In a study published this month in BMC Biology, researchers from the University of Tsukuba have revealed that particular flavonoids inhibit an enzyme involved in the formation of a key insect hormone in the yellow fever mosquito, Aedes aegypti.
Mosquito-borne diseases are a major component of the worldwide burden of infectious disease in humans. Aedes aegypti is from a group of mosquitoes that can spread a number of viruses that cause infectious diseases in humans, including dengue fever, yellow fever, and Zika.
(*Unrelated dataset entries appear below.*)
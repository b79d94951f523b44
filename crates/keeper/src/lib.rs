//! Shield keeper: accounting for coverage pools backed by staked collateral.
//!
//! # Architecture
//!
//! ```text
//! ShieldMsg
//!     │
//!     ▼
//! ┌──────────────────────────────────────────────────────────────┐
//! │ ShieldHandler.deliver(store, ctx, msg)                       │
//! │                                                              │
//! │   1. Open OverlayStore over the committed store              │
//! │   2. Run the Keeper operation against the overlay            │
//! │   3. Ok  → commit overlay, return ShieldEvents               │
//! │      Err → discard overlay, return ShieldError               │
//! └──────────────────────────────────────────────────────────────┘
//!     │
//!     ▼
//! Keeper (stateless; all records live in the store)
//!     ├── pool lifecycle     create / update / pause / resume / close
//!     ├── provider ledger    lazily seeded from bonded balance
//!     ├── collateral ledger  per-pool commitments, withdrawal queue
//!     └── apportioner        one withdrawal split across every pool
//! ```
//!
//! # Components
//!
//! - [`Keeper`] - Operations over a [`KvStore`](shield_store::KvStore)
//! - [`ShieldHandler`] - Atomic message application
//! - [`Apportioner`] - Proportional split with truncation compensation
//! - [`ShieldConfig`] - Failure policy and end-block limits

mod apportion;
mod collateral;
mod config;
mod end_block;
mod error;
mod genesis;
mod handler;
mod invariants;
mod keeper;
mod pool;
mod provider;
mod withdraw;

pub use apportion::Apportioner;
pub use config::{ShieldConfig, WithdrawFailurePolicy};
pub use end_block::EndBlockSummary;
pub use error::{ErrorKind, ShieldError};
pub use handler::ShieldHandler;
pub use invariants::InvariantViolation;
pub use keeper::Keeper;
pub use withdraw::{WithdrawFailure, WithdrawalReport};
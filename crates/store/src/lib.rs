//! Storage layer for shield state.
//!
//! - [`KvStore`]: ordered byte-keyed persistence, supplied by the host
//! - [`MemStore`]: in-memory implementation with cheap snapshots
//! - [`OverlayStore`]: write-capturing layer used to make transactions atomic
//! - [`Item`] / [`Map`]: typed, SBOR-encoded records over any `KvStore`
//! - [`keys`]: where each shield record lives

mod collection;
mod error;
pub mod keys;
mod kv;
mod overlay;

pub use collection::{Item, Map, MapKey};
pub use error::StoreError;
pub use kv::{state_digest, KvStore, MemStore};
pub use overlay::OverlayStore;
In the wild, A. aegypti has begun to show resistance to insecticides, revealing a need for new types of pesticides for targeting this species.
"Flavonoids—a type of metabolic product from plants, fungi, and other organisms—can interfere with insect development and physiology, and have the ability to kill larvae of A. aegypti," says senior author of the study, Professor Ryusuke Niwa. "Flavonoids are thought to be relatively safe for the environment, as well as human and animal health."
To investigate how flavonoids can kill mosquito larvae, the researchers analyzed the activities of several flavonoids in A. aegypti, including daidzein, which has previously been identified as a larvicide for this species. The team found that the flavonoids inhibit the activity of glutathione S-transferase Noppera-bo (Nobo); in A. aegypti, Nobo is an enzyme involved in the biosynthesis of the hormone ecdysone.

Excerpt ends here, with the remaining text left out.